Extracted data entries:
━━━━

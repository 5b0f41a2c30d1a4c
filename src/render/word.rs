//! Word-level highlight renderer
//!
//! Word highlights are located by the structural path of their containing
//! element plus a case-insensitive search for the word inside it.

use std::sync::atomic::AtomicBool;

use chrono::Utc;

use crate::anchor::{
    in_non_content_container, StructuralPath, QUOTE_MARKER_ATTRIBUTE, WORD_MARKER_ATTRIBUTE,
};
use crate::dom::{Document, NodeId, TextRange};
use crate::highlights::{
    HighlightKind, HighlightRecord, HighlightStore, KeyValueStore, SaveOutcome, WordData,
    WordHighlight,
};

use super::events::{EventSink, HighlightEvent, Position};
use super::renderer::{RenderGuard, RenderReport};
use super::session::{Selection, ViewSession};
use super::wrap::{unwrap_all, wrap_range, MarkerConfig, WrapSpec};

/// Draws and manages word-level highlights
pub struct WordHighlightRenderer<S: KeyValueStore + ?Sized> {
    store: HighlightStore<S>,
    marker: MarkerConfig,
    events: EventSink,
    rendering: AtomicBool,
}

impl<S: KeyValueStore + ?Sized> WordHighlightRenderer<S> {
    pub fn new(store: HighlightStore<S>, events: EventSink) -> Self {
        Self {
            store,
            marker: MarkerConfig::word(),
            events,
            rendering: AtomicBool::new(false),
        }
    }

    pub fn store(&self) -> &HighlightStore<S> {
        &self.store
    }

    /// Redraw every stored word of the session's document
    pub async fn render_highlights(&self, doc: &mut Document, session: &ViewSession) -> RenderReport {
        let Some(_guard) = RenderGuard::acquire(&self.rendering) else {
            tracing::debug!("Word render already in progress for {}, skipping", session.url);
            return RenderReport::skipped();
        };

        let mut report = RenderReport {
            cleared: unwrap_all(doc, &self.marker.id_attribute),
            ..RenderReport::default()
        };

        for record in self.store.get_for_document(&session.url).await {
            let Some(word) = record.as_word() else {
                continue;
            };
            let Some(range) = locate_word(doc, word) else {
                tracing::warn!("Could not locate word highlight {} ('{}')", word.id, word.word);
                report.unresolved += 1;
                continue;
            };

            let spec = WrapSpec {
                id: &word.id,
                color: None,
                title: None,
            };
            match wrap_range(doc, &range, &self.marker, spec) {
                Ok(count) if count > 0 => report.rendered += 1,
                Ok(_) => report.unresolved += 1,
                Err(e) => {
                    tracing::warn!("Failed to wrap word highlight {}: {}", word.id, e);
                    report.unresolved += 1;
                }
            }
        }
        report
    }

    /// Persist the selected word and redraw.
    ///
    /// The selection must start in a text node and contain a single word.
    pub async fn highlight_word(
        &self,
        doc: &mut Document,
        session: &ViewSession,
        selection: Option<&Selection>,
        word_data: Option<WordData>,
    ) -> bool {
        let Some(selection) = selection.filter(|selection| !selection.is_blank()) else {
            return false;
        };
        let word = selection.text.trim();
        if word.chars().any(char::is_whitespace) {
            tracing::debug!("Selection '{}' is not a single word", word);
            return false;
        }

        let start = selection.range.start;
        if !doc.is_text(start.node) {
            return false;
        }
        let Some(container) = content_parent(doc, start.node) else {
            return false;
        };
        let Some(xpath) = StructuralPath::encode(doc, container) else {
            return false;
        };

        let highlight = WordHighlight {
            id: HighlightKind::Word.generate_id(),
            word: word.to_string(),
            url: session.url.clone(),
            timestamp: Utc::now().timestamp_millis(),
            text_content: doc.text_content(container),
            xpath: xpath.to_string(),
            offset: start.offset,
            length: word.chars().count(),
            word_data,
        };

        match self.store.save(&HighlightRecord::Word(highlight)).await {
            SaveOutcome::Stored | SaveOutcome::Duplicate => {
                self.render_highlights(doc, session).await;
                true
            }
            SaveOutcome::Invalid(_) | SaveOutcome::Unavailable => false,
        }
    }

    /// Emit a word card event for a click on a word highlight
    pub async fn handle_click(
        &self,
        doc: &Document,
        session: &ViewSession,
        target: NodeId,
        position: Position,
    ) -> bool {
        let attribute = self.marker.id_attribute.as_str();
        let Some(wrapper) = doc.closest(target, |element| element.has_attr(attribute)) else {
            return false;
        };
        let Some(id) = doc.element(wrapper).and_then(|element| element.attr(attribute)) else {
            return false;
        };

        let Some(HighlightRecord::Word(word)) = self.store.find(&session.url, id).await else {
            tracing::debug!("Clicked word {} is not stored", id);
            return false;
        };

        let event = match word.word_data {
            Some(word_data) => HighlightEvent::ShowCachedWordCard { word_data, position },
            None => HighlightEvent::ShowWordCard {
                word: word.word,
                target: wrapper,
            },
        };
        self.events.emit(event);
        true
    }

    /// Delete a word highlight and redraw
    pub async fn remove_word(&self, doc: &mut Document, session: &ViewSession, id: &str) -> bool {
        let removed = self.store.remove(id).await;
        self.render_highlights(doc, session).await;
        removed
    }
}

/// Nearest ancestor of a text node that is not a highlight wrapper
fn content_parent(doc: &Document, node: NodeId) -> Option<NodeId> {
    let mut current = doc.parent(node)?;
    loop {
        let element = doc.element(current)?;
        if !element.has_attr(QUOTE_MARKER_ATTRIBUTE) && !element.has_attr(WORD_MARKER_ATTRIBUTE) {
            return Some(current);
        }
        current = doc.parent(current)?;
    }
}

/// Range of the first case-insensitive occurrence of the word inside its
/// recorded element
pub fn locate_word(doc: &Document, word: &WordHighlight) -> Option<TextRange> {
    let path: StructuralPath = word.xpath.parse().ok()?;
    let container = path.decode(doc)?;

    doc.descendants(container)
        .filter(|&id| doc.is_text(id) && !in_non_content_container(doc, id))
        .find_map(|id| {
            let text = doc.text(id)?;
            let start = find_ignore_case(text, &word.word)?;
            Some(TextRange::within(id, start, start + word.word.chars().count()))
        })
}

/// Character offset of the first case-insensitive occurrence of `needle`
fn find_ignore_case(haystack: &str, needle: &str) -> Option<usize> {
    let haystack: Vec<char> = haystack.chars().collect();
    let needle: Vec<char> = needle.chars().collect();
    if needle.is_empty() || needle.len() > haystack.len() {
        return None;
    }

    (0..=haystack.len() - needle.len()).find(|&start| {
        haystack[start..start + needle.len()]
            .iter()
            .zip(&needle)
            .all(|(a, b)| a.to_lowercase().eq(b.to_lowercase()))
    })
}

#[cfg(test)]
mod tests {
    use super::*;
    use crate::dom::parse_html;
    use crate::highlights::MemoryStore;
    use crate::render::wrap::wrappers;
    use std::sync::Arc;
    use tokio::sync::mpsc::UnboundedReceiver;

    const PAGE: &str = "<div><p>A moment of Serendipity struck.</p><p>More serendipity later.</p></div>";

    fn session() -> ViewSession {
        ViewSession::new("https://example.com/words", "Words")
    }

    fn renderer() -> (WordHighlightRenderer<MemoryStore>, UnboundedReceiver<HighlightEvent>) {
        let store = HighlightStore::new(Arc::new(MemoryStore::new()), HighlightKind::Word);
        let (events, receiver) = EventSink::channel();
        (WordHighlightRenderer::new(store, events), receiver)
    }

    fn select(doc: &Document, needle: &str) -> Selection {
        let node = doc
            .descendants(doc.root())
            .find(|&id| doc.text(id).map(|t| t.contains(needle)).unwrap_or(false))
            .unwrap();
        let text = doc.text(node).unwrap();
        let start = text[..text.find(needle).unwrap()].chars().count();
        Selection::from_range(
            doc,
            TextRange::within(node, start, start + needle.chars().count()),
        )
    }

    #[test]
    fn test_find_ignore_case() {
        assert_eq!(find_ignore_case("A moment of Serendipity", "serendipity"), Some(12));
        assert_eq!(find_ignore_case("ÉCOLE école", "école"), Some(0));
        assert_eq!(find_ignore_case("short", "longer needle"), None);
        assert_eq!(find_ignore_case("anything", ""), None);
    }

    #[tokio::test]
    async fn test_highlight_word_wraps_in_recorded_element() {
        let (renderer, _events) = renderer();
        let mut doc = parse_html(PAGE);
        let selection = select(&doc, "serendipity");

        assert!(renderer.highlight_word(&mut doc, &session(), Some(&selection), None).await);

        let stored = renderer.store().get_for_document(&session().url).await;
        let word = stored[0].as_word().unwrap();
        assert_eq!(word.xpath, "/html/body/div/p[2]");
        assert_eq!(word.length, 11);

        let marked = wrappers(&doc, WORD_MARKER_ATTRIBUTE);
        assert_eq!(marked.len(), 1);
        assert_eq!(doc.text_content(marked[0]), "serendipity");
        let paragraph = doc.parent(marked[0]).unwrap();
        assert!(doc.text_content(paragraph).starts_with("More"));
    }

    #[tokio::test]
    async fn test_multi_word_selection_is_rejected() {
        let (renderer, _events) = renderer();
        let mut doc = parse_html(PAGE);
        let selection = select(&doc, "moment of");
        assert!(!renderer.highlight_word(&mut doc, &session(), Some(&selection), None).await);
        assert!(!renderer.highlight_word(&mut doc, &session(), None, None).await);
    }

    #[tokio::test]
    async fn test_click_emits_cached_or_lookup_card() {
        let (renderer, mut events) = renderer();
        let mut doc = parse_html(PAGE);

        let data = WordData {
            word: "Serendipity".to_string(),
            pronunciation: "/ˌserənˈdɪpɪti/".to_string(),
            meaning: "a happy accident".to_string(),
        };
        let cached = select(&doc, "Serendipity");
        renderer
            .highlight_word(&mut doc, &session(), Some(&cached), Some(data.clone()))
            .await;
        let plain = select(&doc, "later");
        renderer.highlight_word(&mut doc, &session(), Some(&plain), None).await;

        let marked = wrappers(&doc, WORD_MARKER_ATTRIBUTE);
        assert_eq!(marked.len(), 2);
        let position = Position::new(5.0, 6.0);

        assert!(renderer.handle_click(&doc, &session(), marked[0], position).await);
        assert_eq!(
            events.recv().await.unwrap(),
            HighlightEvent::ShowCachedWordCard {
                word_data: data,
                position
            }
        );

        assert!(renderer.handle_click(&doc, &session(), marked[1], position).await);
        assert_eq!(
            events.recv().await.unwrap(),
            HighlightEvent::ShowWordCard {
                word: "later".to_string(),
                target: marked[1]
            }
        );
    }

    #[tokio::test]
    async fn test_render_is_idempotent_and_remove_clears() {
        let (renderer, _events) = renderer();
        let mut doc = parse_html(PAGE);
        let original = doc.to_html();
        let selection = select(&doc, "moment");
        renderer.highlight_word(&mut doc, &session(), Some(&selection), None).await;

        let once = doc.to_html();
        let report = renderer.render_highlights(&mut doc, &session()).await;
        assert_eq!(report.rendered, 1);
        assert_eq!(doc.to_html(), once);

        let id = renderer.store().get_all().await[0].id().to_string();
        assert!(renderer.remove_word(&mut doc, &session(), &id).await);
        assert_eq!(doc.to_html(), original);
    }
}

━━━━

Problem: In the records above, find each line that holds the word "ViewSession"; copy all such lines.

Result of the task:
use super::session::{Selection, ViewSession};
    pub async fn render_highlights(&self, doc: &mut Document, session: &ViewSession) -> RenderReport {
        session: &ViewSession,
        session: &ViewSession,
    pub async fn remove_word(&self, doc: &mut Document, session: &ViewSession, id: &str) -> bool {
    fn session() -> ViewSession {
        ViewSession::new("https://example.com/words", "Words")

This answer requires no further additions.